**What is required**
Take the lines from the beginning of the data below through the line holding "could both commit." and return exactly those.

===== Input data

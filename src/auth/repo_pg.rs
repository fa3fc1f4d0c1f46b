use std::time::Duration;

use anyhow::Context;
use async_trait::async_trait;
use sqlx::{postgres::PgPoolOptions, FromRow, PgPool};
use time::OffsetDateTime;
use tracing::{debug, info};
use uuid::Uuid;

use crate::auth::repo::{RepoError, RepoResult, UserRepo};
use crate::auth::repo_types::{NewUser, User, UserFilter};
use crate::errors::IdentityField;

const UNIQUE_VIOLATION: &str = "23505";
const USERNAME_CONSTRAINT: &str = "users_username_key";
const EMAIL_CONSTRAINT: &str = "users_email_key";

#[derive(Debug, FromRow)]
struct UserRow {
    id: Uuid,
    username: String,
    email: String,
    password_hash: String,
    roles: Vec<String>,
    is_active: bool,
    created_at: OffsetDateTime,
    updated_at: OffsetDateTime,
}

impl From<UserRow> for User {
    fn from(r: UserRow) -> Self {
        Self {
            id: r.id,
            username: r.username,
            email: r.email,
            password_hash: r.password_hash,
            roles: r.roles.into_iter().collect(),
            is_active: r.is_active,
            created_at: r.created_at,
            updated_at: r.updated_at,
        }
    }
}

/// Postgres-backed store; uniqueness is enforced by the table constraints.
#[derive(Clone)]
pub struct PgUserRepo {
    db: PgPool,
}

impl PgUserRepo {
    pub fn new(db: PgPool) -> Self {
        Self { db }
    }

    pub async fn connect(url: &str, max_connections: u32, timeout: Duration) -> anyhow::Result<Self> {
        let db = PgPoolOptions::new()
            .max_connections(max_connections)
            .acquire_timeout(timeout)
            .connect(url)
            .await
            .context("connect to database")?;
        Ok(Self { db })
    }

    pub fn pool(&self) -> &PgPool {
        &self.db
    }

    /// Apply `migrations/`. Failure is fatal: without the unique constraints
    /// racing sign-ups could both commit.
    pub async fn migrate(&self) -> anyhow::Result<()> {
        sqlx::migrate!("./migrations")
            .run(&self.db)
            .await
            .context("run migrations")?;
        info!("migrations applied");
        Ok(())
    }

    async fn find_one(&self, sql: &'static str, key: &str) -> RepoResult<Option<User>> {
        let row = sqlx::query_as::<_, UserRow>(sql)
            .bind(key)
            .fetch_optional(&self.db)
            .await
            .map_err(map_sqlx_error)?;
        Ok(row.map(User::from))
    }
}

fn conflict_field(constraint: Option<&str>) -> Option<IdentityField> {
    match constraint {
        Some(USERNAME_CONSTRAINT) => Some(IdentityField::Username),
        Some(EMAIL_CONSTRAINT) => Some(IdentityField::Email),
        _ => None,
    }
}

fn map_sqlx_error(err: sqlx::Error) -> RepoError {
    match err {
        sqlx::Error::Database(db) => {
            let field = if db.code().as_deref() == Some(UNIQUE_VIOLATION) {
                conflict_field(db.constraint())
            } else {
                None
            };
            match field {
                Some(field) => RepoError::Conflict(field),
                None => RepoError::Backend(db.to_string()),
            }
        }
        sqlx::Error::PoolTimedOut
        | sqlx::Error::PoolClosed
        | sqlx::Error::Io(_)
        | sqlx::Error::Tls(_) => RepoError::Unavailable(err.to_string()),
        other => RepoError::Backend(other.to_string()),
    }
}

/// `%` and `_` in user input match literally.
fn like_pattern(search: &str) -> String {
    let mut escaped = String::with_capacity(search.len() + 2);
    escaped.push('%');
    for c in search.chars() {
        if matches!(c, '%' | '_' | '\\') {
            escaped.push('\\');
        }
        escaped.push(c);
    }
    escaped.push('%');
    escaped
}

#[async_trait]
impl UserRepo for PgUserRepo {
    async fn find_by_id(&self, id: Uuid) -> RepoResult<Option<User>> {
        let row = sqlx::query_as::<_, UserRow>(
            r#"
            SELECT id, username, email, password_hash, roles, is_active, created_at, updated_at
            FROM users
            WHERE id = $1
            "#,
        )
        .bind(id)
        .fetch_optional(&self.db)
        .await
        .map_err(map_sqlx_error)?;
        Ok(row.map(User::from))
    }

    async fn find_by_username(&self, username: &str) -> RepoResult<Option<User>> {
        self.find_one(
            r#"
            SELECT id, username, email, password_hash, roles, is_active, created_at, updated_at
            FROM users
            WHERE username = $1
            "#,
            username,
        )
        .await
    }

    async fn find_by_email(&self, email: &str) -> RepoResult<Option<User>> {
        self.find_one(
            r#"
            SELECT id, username, email, password_hash, roles, is_active, created_at, updated_at
            FROM users
            WHERE email = $1
            "#,
            email,
        )
        .await
    }

    async fn insert_unique(&self, user: NewUser) -> RepoResult<User> {
        let roles: Vec<String> = user.roles.into_iter().collect();
        let row = sqlx::query_as::<_, UserRow>(
            r#"
            INSERT INTO users (id, username, email, password_hash, roles, created_at, updated_at)
            VALUES ($1, $2, $3, $4, $5, $6, $6)
            RETURNING id, username, email, password_hash, roles, is_active, created_at, updated_at
            "#,
        )
        .bind(user.id)
        .bind(&user.username)
        .bind(&user.email)
        .bind(&user.password_hash)
        .bind(roles)
        .bind(user.created_at)
        .fetch_one(&self.db)
        .await
        .map_err(map_sqlx_error)?;
        debug!(user_id = %row.id, "user row inserted");
        Ok(row.into())
    }

    async fn list(&self, filter: &UserFilter) -> RepoResult<Vec<User>> {
        let pattern = filter.search.as_deref().map(like_pattern);
        let rows = sqlx::query_as::<_, UserRow>(
            r#"
            SELECT id, username, email, password_hash, roles, is_active, created_at, updated_at
            FROM users
            WHERE $1::text IS NULL OR username ILIKE $1 OR email ILIKE $1
            ORDER BY created_at DESC
            LIMIT $2 OFFSET $3
            "#,
        )
        .bind(pattern)
        .bind(filter.limit)
        .bind(filter.offset)
        .fetch_all(&self.db)
        .await
        .map_err(map_sqlx_error)?;
        Ok(rows.into_iter().map(User::from).collect())
    }

    async fn update_password(
        &self,
        id: Uuid,
        password_hash: &str,
        updated_at: OffsetDateTime,
    ) -> RepoResult<Option<User>> {
        let row = sqlx::query_as::<_, UserRow>(
            r#"
            UPDATE users
            SET password_hash = $2, updated_at = $3
            WHERE id = $1
            RETURNING id, username, email, password_hash, roles, is_active, created_at, updated_at
            "#,
        )
        .bind(id)
        .bind(password_hash)
        .bind(updated_at)
        .fetch_optional(&self.db)
        .await
        .map_err(map_sqlx_error)?;
        Ok(row.map(User::from))
    }

    async fn set_active(
        &self,
        id: Uuid,
        active: bool,
        updated_at: OffsetDateTime,
    ) -> RepoResult<Option<User>> {
        let row = sqlx::query_as::<_, UserRow>(
            r#"
            UPDATE users
            SET is_active = $2, updated_at = $3
            WHERE id = $1
            RETURNING id, username, email, password_hash, roles, is_active, created_at, updated_at
            "#,
        )
        .bind(id)
        .bind(active)
        .bind(updated_at)
        .fetch_optional(&self.db)
        .await
        .map_err(map_sqlx_error)?;
        Ok(row.map(User::from))
    }
}
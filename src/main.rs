use spms_auth::{app, state::AppState};

#[tokio::main]
async fn main() -> anyhow::Result<()> {
    dotenvy::dotenv().ok();

    let env_filter = std::env::var("RUST_LOG")
        .unwrap_or_else(|_| "spms_auth=debug,axum=info,tower_http=info".to_string());
    let json_logs = std::env::var("LOG_FORMAT")
        .map(|v| v == "json")
        .unwrap_or(false);

    if json_logs {
        tracing_subscriber::fmt()
            .with_env_filter(env_filter)
            .with_target(false)
            .json()
            .init();
    } else {
        tracing_subscriber::fmt().with_env_filter(env_filter).init();
    }

    let app_state = AppState::init().await?;
    let addr = app_state.config.listen_addr()?;
    let app = app::build_app(app_state);
    app::serve(app, addr).await
}
use crate::state::AppState;
use axum::Router;

pub mod claims;
pub mod dto;
pub mod extractors;
pub mod handlers;
pub mod jwt;
pub mod password;
pub mod repo;
pub mod repo_memory;
pub mod repo_pg;
pub mod repo_types;
pub mod services;
pub mod validation;

pub fn router() -> Router<AppState> {
    Router::new()
        .merge(handlers::auth_routes())
        .merge(handlers::me_routes())
        .merge(handlers::admin_routes())
}
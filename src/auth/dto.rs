use std::collections::BTreeSet;
use std::fmt;

use serde::{Deserialize, Serialize};
use time::OffsetDateTime;
use uuid::Uuid;

use crate::auth::repo_types::{User, UserFilter};

/// Request body for sign-up.
#[derive(Deserialize)]
pub struct SignUpRequest {
    pub username: String,
    pub email: String,
    pub password: String,
}

/// Request body for sign-in.
#[derive(Deserialize)]
#[serde(rename_all = "camelCase")]
pub struct SignInRequest {
    pub username_or_email: String,
    pub password: String,
}

/// Request body for token refresh.
#[derive(Deserialize)]
#[serde(rename_all = "camelCase")]
pub struct RefreshRequest {
    pub refresh_token: String,
}

/// Request body for a password change by the signed-in user.
#[derive(Deserialize)]
#[serde(rename_all = "camelCase")]
pub struct ChangePasswordRequest {
    pub current_password: String,
    pub new_password: String,
}

#[derive(Debug, Deserialize)]
pub struct SetActiveRequest {
    pub active: bool,
}

/// Query string of the user listing.
#[derive(Debug, Deserialize)]
pub struct ListUsersQuery {
    pub search: Option<String>,
    #[serde(default = "default_limit")]
    pub limit: i64,
    #[serde(default)]
    pub offset: i64,
}

fn default_limit() -> i64 {
    20
}

impl From<ListUsersQuery> for UserFilter {
    fn from(q: ListUsersQuery) -> Self {
        Self {
            search: q.search,
            limit: q.limit,
            offset: q.offset,
        }
    }
}

impl fmt::Debug for SignUpRequest {
    fn fmt(&self, f: &mut fmt::Formatter<'_>) -> fmt::Result {
        f.debug_struct("SignUpRequest")
            .field("username", &self.username)
            .field("email", &self.email)
            .finish_non_exhaustive()
    }
}

impl fmt::Debug for ChangePasswordRequest {
    fn fmt(&self, f: &mut fmt::Formatter<'_>) -> fmt::Result {
        f.debug_struct("ChangePasswordRequest").finish_non_exhaustive()
    }
}

impl fmt::Debug for SignInRequest {
    fn fmt(&self, f: &mut fmt::Formatter<'_>) -> fmt::Result {
        f.debug_struct("SignInRequest")
            .field("username_or_email", &self.username_or_email)
            .finish_non_exhaustive()
    }
}

/// Issued after sign-in or refresh.
#[derive(Debug, Serialize)]
#[serde(rename_all = "camelCase")]
pub struct Session {
    pub access_token: String,
    pub refresh_token: String,
    pub token_type: &'static str,
    /// Access token lifetime in seconds.
    pub expires_in: u64,
    pub user: PublicUser,
}

/// Public part of the user returned to the client.
#[derive(Debug, Serialize)]
#[serde(rename_all = "camelCase")]
pub struct PublicUser {
    pub id: Uuid,
    pub username: String,
    pub email: String,
    pub roles: BTreeSet<String>,
    pub active: bool,
    #[serde(with = "time::serde::rfc3339")]
    pub created_at: OffsetDateTime,
    #[serde(with = "time::serde::rfc3339")]
    pub updated_at: OffsetDateTime,
}

impl From<User> for PublicUser {
    fn from(u: User) -> Self {
        Self {
            id: u.id,
            username: u.username,
            email: u.email,
            roles: u.roles,
            active: u.is_active,
            created_at: u.created_at,
            updated_at: u.updated_at,
        }
    }
}
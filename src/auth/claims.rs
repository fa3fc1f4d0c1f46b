use std::collections::BTreeSet;

use serde::{Deserialize, Serialize};
use uuid::Uuid;

/// Type of JWT: access or refresh.
#[derive(Debug, Clone, Copy, Serialize, Deserialize, PartialEq, Eq)]
#[serde(rename_all = "lowercase")]
pub enum TokenKind {
    #[serde(alias = "Access")]
    Access,
    #[serde(alias = "Refresh")]
    Refresh,
}

/// JWT payload used for authentication.
#[derive(Debug, Clone, Serialize, Deserialize)]
pub struct Claims {
    pub sub: Uuid,               // user ID
    pub roles: BTreeSet<String>, // roles at issue time
    pub iat: usize,              // issued at (unix timestamp)
    pub exp: usize,              // expires at (unix timestamp)
    pub iss: String,             // issuer
    pub aud: String,             // audience
    pub kind: TokenKind,         // token type
}

impl Claims {
    pub fn has_role(&self, role: &str) -> bool {
        self.roles.contains(role)
    }

    pub fn has_any_role(&self, roles: &[&str]) -> bool {
        roles.iter().any(|r| self.has_role(r))
    }
}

==========

**Expected output**
filename src/auth/repo_pg.rs
repository fa3fc1f4d0c1f46b
use std::time::Duration;

use anyhow::Context;
use async_trait::async_trait;
use sqlx::{postgres::PgPoolOptions, FromRow, PgPool};
use time::OffsetDateTime;
use tracing::{debug, info};
use uuid::Uuid;

use crate::auth::repo::{RepoError, RepoResult, UserRepo};
use crate::auth::repo_types::{NewUser, User, UserFilter};
use crate::errors::IdentityField;

const UNIQUE_VIOLATION: &str = "23505";
const USERNAME_CONSTRAINT: &str = "users_username_key";
const EMAIL_CONSTRAINT: &str = "users_email_key";

#[derive(Debug, FromRow)]
struct UserRow {
    id: Uuid,
    username: String,
    email: String,
    password_hash: String,
    roles: Vec<String>,
    is_active: bool,
    created_at: OffsetDateTime,
    updated_at: OffsetDateTime,
}

impl From<UserRow> for User {
    fn from(r: UserRow) -> Self {
        Self {
            id: r.id,
            username: r.username,
            email: r.email,
            password_hash: r.password_hash,
            roles: r.roles.into_iter().collect(),
            is_active: r.is_active,
            created_at: r.created_at,
            updated_at: r.updated_at,
        }
    }
}

/// Postgres-backed store; uniqueness is enforced by the table constraints.
#[derive(Clone)]
pub struct PgUserRepo {
    db: PgPool,
}

impl PgUserRepo {
    pub fn new(db: PgPool) -> Self {
        Self { db }
    }

    pub async fn connect(url: &str, max_connections: u32, timeout: Duration) -> anyhow::Result<Self> {
        let db = PgPoolOptions::new()
            .max_connections(max_connections)
            .acquire_timeout(timeout)
            .connect(url)
            .await
            .context("connect to database")?;
        Ok(Self { db })
    }

    pub fn pool(&self) -> &PgPool {
        &self.db
    }

    /// Apply `migrations/`. Failure is fatal: without the unique constraints
    /// racing sign-ups could both commit.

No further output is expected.